How many separate lines in this material contain the string "Algorithm"? Respond with the number alone.
Information Block Start
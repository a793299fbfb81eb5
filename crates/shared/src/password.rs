//! Argon2id password storage.
//!
//! Hashes are PHC strings, so the cost parameters travel with each stored
//! hash and can be raised later without invalidating existing accounts.

use argon2::password_hash::{self, rand_core::OsRng, SaltString};
use argon2::{Algorithm, Argon2, Params, PasswordHash, PasswordHasher, PasswordVerifier, Version};
use thiserror::Error;

#[derive(Debug, Error)]
pub enum PasswordError {
    #[error("Password hashing failed: {0}")]
    Hash(String),

    #[error("Stored password hash is malformed")]
    MalformedHash,
}

// 19 MiB, 2 passes, 1 lane.
const MEMORY_KIB: u32 = 19 * 1024;
const PASSES: u32 = 2;
const LANES: u32 = 1;

fn argon2id() -> Result<Argon2<'static>, PasswordError> {
    let params = Params::new(MEMORY_KIB, PASSES, LANES, None)
        .map_err(|e| PasswordError::Hash(e.to_string()))?;
    Ok(Argon2::new(Algorithm::Argon2id, Version::V0x13, params))
}

/// Hashes a new password with a random salt.
///
/// ```
/// let stored = shared::password::hash_password("correct horse").unwrap();
/// assert!(stored.starts_with("$argon2id$"));
/// ```
pub fn hash_password(password: &str) -> Result<String, PasswordError> {
    let salt = SaltString::generate(&mut OsRng);
    argon2id()?
        .hash_password(password.as_bytes(), &salt)
        .map(|hash| hash.to_string())
        .map_err(|e| PasswordError::Hash(e.to_string()))
}

/// Returns whether `password` matches the stored hash. A mismatch is
/// `Ok(false)`; only an unreadable hash is an error.
pub fn verify_password(password: &str, stored: &str) -> Result<bool, PasswordError> {
    let parsed = PasswordHash::new(stored).map_err(|_| PasswordError::MalformedHash)?;
    match Argon2::default().verify_password(password.as_bytes(), &parsed) {
        Ok(()) => Ok(true),
        Err(password_hash::Error::Password) => Ok(false),
        Err(e) => Err(PasswordError::Hash(e.to_string())),
    }
}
Information Block End
Written answer
2